Se por então era óbvio o seu total desrespeito pela vida dos outros, agora também ficou evidente sua absoluta falta de consideração pelas próprias.

Durante as primeiras horas do ataque do Hamas, naquele 7 de outubro, as chamadas Forças de Defesa de Israel massacraram dezenas de israelenses, aplicando uma diretriz que os autoriza a atacar os seus próprios cidadãos para evitar que caiam em mãos inimigas.

As incursões e bombardeios das FDI neste último ano assassinaram muitos, muitos mais reféns israelenses do que o punhadinho que conseguiram resgatar com vida.

Hoje, cada vez mais israelenses preferem fazer as malas e regressar aos seus países de origem, aos dos seus pais ou avós, seja na Europa ou na América.

O fenômeno migratório se inverteu assim que se tornou ainda mais evidente que o Estado de Israel não é um lar seguro para ninguém, a começar pelos próprios israelenses.

E se eles tratam assim a seus próprios cidadãos, o que resta para os palestinos, libaneses ou sírios?

As FDI, que se autodenominam o exército mais moral do mundo, e que se vangloriavam durante décadas de proteger os civis dos terroristas, são agora mundialmente acusadas de serem assassinos em série de mulheres, bebês e crianças, que devem escolher entre o terror das bombas que caem nas proximidades e a morte causada por aquelas que caem diretamente sobre eles.
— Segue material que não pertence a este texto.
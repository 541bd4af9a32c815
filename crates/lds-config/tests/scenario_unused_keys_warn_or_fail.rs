use lds_config::{
    load_layered_yaml_from_strings, profile_consumed_pointers, report_unused_keys,
    UnusedKeyPolicy,
};

/// scenario_unused_keys_warn_or_fail
///
/// Validates:
/// 1) Misspelled profile keys are detected in WARN mode but do not error.
/// 2) Unused keys cause failure in FAIL mode.
/// 3) Nested values under a consumed key (correction lists) are not flagged.
/// 4) Deterministic ordering of unused pointers.

const KEYS: &[&str] = &["life_term_years", "ratio_policy", "corrections"];

#[test]
fn warn_mode_reports_misspelled_keys_without_error() {
    let yaml = r#"
defaults:
  life_term_years: 20
regions:
  pa:
    ratio_polcy: pooled
"#;

    let loaded = load_layered_yaml_from_strings(&[yaml]).expect("config load must succeed");
    let consumed = profile_consumed_pointers(&loaded.config_json, KEYS);

    let report = report_unused_keys(
        "region=pa",
        &loaded.config_json,
        &consumed,
        UnusedKeyPolicy::Warn,
    )
    .expect("warn mode must not error");

    assert!(!report.is_clean());
    assert_eq!(
        report.unused_leaf_pointers,
        vec!["/regions/pa/ratio_polcy".to_string()]
    );
}

#[test]
fn fail_mode_errors_on_unused_keys() {
    let yaml = r#"
defaults:
  life_term_years: 20
unused_section:
  foo: 1
"#;

    let loaded = load_layered_yaml_from_strings(&[yaml]).expect("config load must succeed");
    let consumed = profile_consumed_pointers(&loaded.config_json, KEYS);

    let result = report_unused_keys(
        "region=id",
        &loaded.config_json,
        &consumed,
        UnusedKeyPolicy::Fail,
    );

    let msg = format!("{:?}", result.err().expect("fail policy must error"));
    assert!(msg.contains("CONFIG_UNUSED_KEYS"));
    assert!(msg.contains("/unused_section/foo"));
}

#[test]
fn consumed_key_covers_nested_values() {
    let yaml = r#"
defaults:
  corrections: []
regions:
  id:
    corrections:
      - label: "$1"
        game_name_contains: "5x the cash"
        total: 276000
"#;

    let loaded = load_layered_yaml_from_strings(&[yaml]).expect("config load must succeed");
    let consumed = profile_consumed_pointers(&loaded.config_json, KEYS);

    let report = report_unused_keys(
        "region=id",
        &loaded.config_json,
        &consumed,
        UnusedKeyPolicy::Fail,
    )
    .expect("all keys are consumed");

    assert!(report.is_clean());
}

#[test]
fn deterministic_unused_pointer_ordering() {
    let yaml = r#"
unused:
  b: 2
  a: 1
"#;

    let loaded = load_layered_yaml_from_strings(&[yaml]).expect("config load must succeed");

    let report = report_unused_keys("any", &loaded.config_json, &[], UnusedKeyPolicy::Warn)
        .expect("warn mode must not error");

    assert_eq!(
        report.unused_leaf_pointers,
        vec!["/unused/a".to_string(), "/unused/b".to_string()],
    );
}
A sociedade israelense, a mesma que se considera tão virtuosa a ponto de olhar por cima dos ombros não apenas aos estados vizinhos, mas também ao resto do mundo, mostrou sua verdadeira cara ao planeta através das redes sociais, zombando da falta de água, de serviços básicos e de outras carências e desgraças dos palestinos, comentando como os eliminariam da face da terra, se pudessem apertar um botão que fizesse isso por eles.

E até mesmo embarcar em um cruzeiro para ver Gaza queimando confortavelmente no alto mar.

Uma desumanização tão enraizada na mentalidade israelense que não será resolvida com a saída de Netanyahu.

Porque o atual governo não é o problema, senão que a face mais feia de um problema de fundo. Um problema tão óbvio que, este ano, fez cambaleara até então aparentemente intocável impunidade do Estado de Israel, outorgada mais ativamente pelos Estados Unidos e mais passivamente pela União Europeia, durante mais de meio século.

Embora esta cumplicidade, aberrante ou sussurrada, não tenha sido de forma alguma rompida, hoje está muito mais sujeita a decisões eleitorais e a cálculos de sondagens de opinião.

Os tempos de “Façam o que quiserem, que eu os apoio, ou olho para o outro lado” se acabaram. Porque hoje o mundo inteiro continua vendo o que está acontecendo na Palestina, mesmo fechando os olhos com todas as forças.

Diante de tal acúmulo de circunstâncias, Tel Aviv decidiu fugir para a frente, apostando em uma guerra após outra, buscando alcançar a derrota total de seus numerosos inimigos, a qualquer custo.

Mas por mais danos que causem a Hamás, Hizbolá, ou a quem seja que os enfrente, nem como os enfrente, ou mesmo que temporariamente lhes consigam impor condições que parecem próximas da rendição, porque com cada uma das suas ondas de ataques indiscriminados, o Estado de Israel semeia, regra e vai colher a seguinte geração da resistência palestina e regional.

Porque, se algo ficou claro este ano é que o pior inimigo do Estado de Israel, e não lhe faltam inimigos, não é outro, nem mais, nem menos, que o próprio Estado de Israel. Um paradoxo cujo desenlace não pode ser outro senão que uma criatura mal concebida que acaba devorando a si mesmo.

Como bem sabemos, o conflito não começou em 7 de outubro de 2023. Mas, hoje, podemos dizer que, sem margem para dúvidas, começou o início do seu fim.